Re: [HACKERS] gistchoose vs. bloat

2013-01-24 Thread Alexander Korotkov
On Thu, Jan 24, 2013 at 11:26 PM, Heikki Linnakangas 
hlinnakan...@vmware.com wrote:

 On 21.01.2013 15:19, Heikki Linnakangas wrote:

 On 21.01.2013 15:06, Tom Lane wrote:

 Jeff Davispg...@j-davis.com writes:

 On Mon, 2013-01-21 at 00:48 -0500, Tom Lane wrote:

 I looked at this patch. ISTM we should not have the option at all but
 just do it always. I cannot believe that always-go-left is ever a
 preferable strategy in the long run; the resulting imbalance in the
 index will surely kill any possible benefit. Even if there are some
 cases where it miraculously fails to lose, how many users are going to
 realize that applies to their case and make use of the option?


  Sounds good to me.


  If I remember correctly, there was also an argument that it may be
 useful for repeatable test results. That's a little questionable for
 performance (except in those cases where few penalties are identical
 anyway), but could plausibly be useful for a crash report or something.
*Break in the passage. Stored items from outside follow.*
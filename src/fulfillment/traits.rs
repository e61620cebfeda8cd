//! Fulfillment API contract
//!
//! Six request/response operations plus a side-effect-free health probe.
//! Each maps directly to one upstream endpoint; retry loops and fallback
//! policy live in the orchestrator, not here.

use async_trait::async_trait;
use thiserror::Error;
use url::Url;

use crate::domain::{MockupTask, Order, OrderCosts, ProductKind, Recipient, ShippingRate};

/// Fulfillment error types
#[derive(Debug, Error)]
pub enum FulfillmentError {
    #[error("HTTP error: {0}")]
    Http(#[from] reqwest::Error),

    #[error("rate limited, retry after {retry_after_secs} seconds")]
    RateLimited { retry_after_secs: u64 },

    #[error("fulfillment API error: {status} - {message}")]
    Api { status: u16, message: String },

    #[error("parse error: {0}")]
    Parse(String),

    #[error("fulfillment not configured: {0}")]
    NotConfigured(String),
}

impl FulfillmentError {
    /// Upstream HTTP status, when the error came from a non-success response
    pub fn http_status(&self) -> Option<u16> {
        match self {
            FulfillmentError::Api { status, .. } => Some(*status),
            _ => None,
        }
    }
}

/// Result type for fulfillment operations
pub type FulfillmentResult<T> = Result<T, FulfillmentError>;

/// Contract for the print-on-demand fulfillment service
///
/// `check_connection` never errors. Everything else surfaces the upstream
/// status and message; which failures are fatal is the caller's decision.
#[async_trait]
pub trait FulfillmentApi: Send + Sync {
    /// Probe a lightweight read-only endpoint. Network or auth failure
    /// yields `false`, never an error.
    async fn check_connection(&self) -> bool;

    /// Submit a mockup generation task for the hosted artwork. Returns the
    /// task key to poll.
    async fn create_mockup_task(
        &self,
        image_url: &Url,
        product: ProductKind,
    ) -> FulfillmentResult<String>;

    /// Single poll of a mockup task. The caller owns the retry loop.
    async fn poll_mockup_task(&self, task_key: &str) -> FulfillmentResult<MockupTask>;

    /// Estimate shipping options. Side-effect free on the remote account.
    async fn estimate_shipping_rates(
        &self,
        recipient: &Recipient,
        product: ProductKind,
    ) -> FulfillmentResult<Vec<ShippingRate>>;

    /// Estimate the full cost breakdown. Side-effect free.
    async fn estimate_order_costs(
        &self,
        recipient: &Recipient,
        image_url: &Url,
        product: ProductKind,
    ) -> FulfillmentResult<OrderCosts>;

    /// Allocate a draft order upstream. Costed but not charged.
    async fn create_draft_order(
        &self,
        recipient: &Recipient,
        image_url: &Url,
        product: ProductKind,
    ) -> FulfillmentResult<Order>;

    /// Charge the configured payment method and queue manufacturing.
    /// Irreversible.
    async fn confirm_order(&self, order_id: i64) -> FulfillmentResult<Order>;
}

#[cfg(test)]
mod tests {
    use super::*;

    #[test]
    fn test_http_status_only_for_api_errors() {
        let api = FulfillmentError::Api {
            status: 400,
            message: "bad variant".to_string(),
        };
        assert_eq!(api.http_status(), Some(400));

        let parse = FulfillmentError::Parse("truncated".to_string());
        assert_eq!(parse.http_status(), None);
    }
}
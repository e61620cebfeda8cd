//! Product catalog for the wizard
//!
//! The wizard sells exactly four products. Each maps to a fixed
//! variant/product/placement triple in the fulfillment catalog. The table is
//! not user-editable; changing it is a code change.

use serde::{Deserialize, Serialize};
use utoipa::ToSchema;

/// Products offered by the wizard
#[derive(Debug, Clone, Copy, PartialEq, Eq, Hash, Serialize, Deserialize, ToSchema)]
#[serde(rename_all = "snake_case")]
pub enum ProductKind {
    Tshirt,
    Mug,
    Canvas,
    Tote,
}

/// Fixed fulfillment identifiers for a product
///
/// `product_id` addresses the catalog product, `variant_id` the concrete
/// size/color sold by the wizard, and `placement` the print area the artwork
/// is applied to.
#[derive(Debug, Clone, Copy, PartialEq, Eq, Serialize)]
pub struct PlacementSpec {
    pub product_id: i64,
    pub variant_id: i64,
    pub placement: &'static str,
}

impl ProductKind {
    /// All products, in wizard display order
    pub const ALL: [ProductKind; 4] = [
        ProductKind::Tshirt,
        ProductKind::Mug,
        ProductKind::Canvas,
        ProductKind::Tote,
    ];

    /// Look up the fixed fulfillment triple for this product
    pub const fn placement_spec(&self) -> PlacementSpec {
        match self {
            ProductKind::Tshirt => PlacementSpec {
                product_id: 71,
                variant_id: 4012,
                placement: "front",
            },
            ProductKind::Mug => PlacementSpec {
                product_id: 19,
                variant_id: 1320,
                placement: "default",
            },
            ProductKind::Canvas => PlacementSpec {
                product_id: 29,
                variant_id: 823,
                placement: "default",
            },
            ProductKind::Tote => PlacementSpec {
                product_id: 367,
                variant_id: 10457,
                placement: "default",
            },
        }
    }
}

impl std::fmt::Display for ProductKind {
    fn fmt(&self, f: &mut std::fmt::Formatter<'_>) -> std::fmt::Result {
        match self {
            ProductKind::Tshirt => write!(f, "tshirt"),
            ProductKind::Mug => write!(f, "mug"),
            ProductKind::Canvas => write!(f, "canvas"),
            ProductKind::Tote => write!(f, "tote"),
        }
    }
}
 Meh. There's already a random decision, in the equivalent place and for
 a comparable reason, in btree (cf _bt_findinsertloc). Nobody's ever
 complained about that being indeterminate, so I'm unconvinced that
 there's a market for it with gist.


 I wonder if it would work for gist to do something similar to
 _bt_findinsertloc, and have a bias towards the left page, but sometimes
 descend to one of the pages to the right. You would get the cache
 locality of usually descending down the same subtree, but also fill the
 pages to the right. Jeff / Alexander, want to give that a shot?


 I did some experimenting with that. I used the same test case Alexander
 did, with geonames data, and compared unpatched version, the original
 patch, and the attached patch that biases the first best tuple found, but
 still sometimes chooses the other equally good ones.

 testname| initsize | finalsize | idx_blks_read | idx_blks_hit
 +--+--**-+---+**--
  patched-10-4mb | 75497472 |  90202112 |   5853604 | 10178331
  unpatched-4mb  | 75145216 |  94863360 |   5880676 | 10185647
  unpatched-4mb  | 75587584 |  97165312 |   5903107 | 10183759
  patched-2-4mb  | 74768384 |  81403904 |   5768124 | 10193738
  origpatch-4mb  | 74883072 |  82182144 |   5783412 | 10185373

 All these tests were performed with shared_buffers=4MB, so that the index
 won't fit completely in shared buffers, and I could use the
 idx_blk_read/hit ratio as a measure of cache-friendliness. The origpath
 test was with a simplified version of Alexander's patch, see attached. It's
 the same as the original, but with the randomization-option and gist-build
 related code removed. The patched-10 and patched-2 tests are two variants
 with my patch, with 1/10 and 1/2 chance of moving to the next equal tuple,
 respectively. The differences in cache hit ratio might be just a result of
 different index sizes. I included two unpatched runs above to show that
 there's a fair amount of noise in these tests. That's because of the random
 nature of the test case; it picks rows to delete and insert at random.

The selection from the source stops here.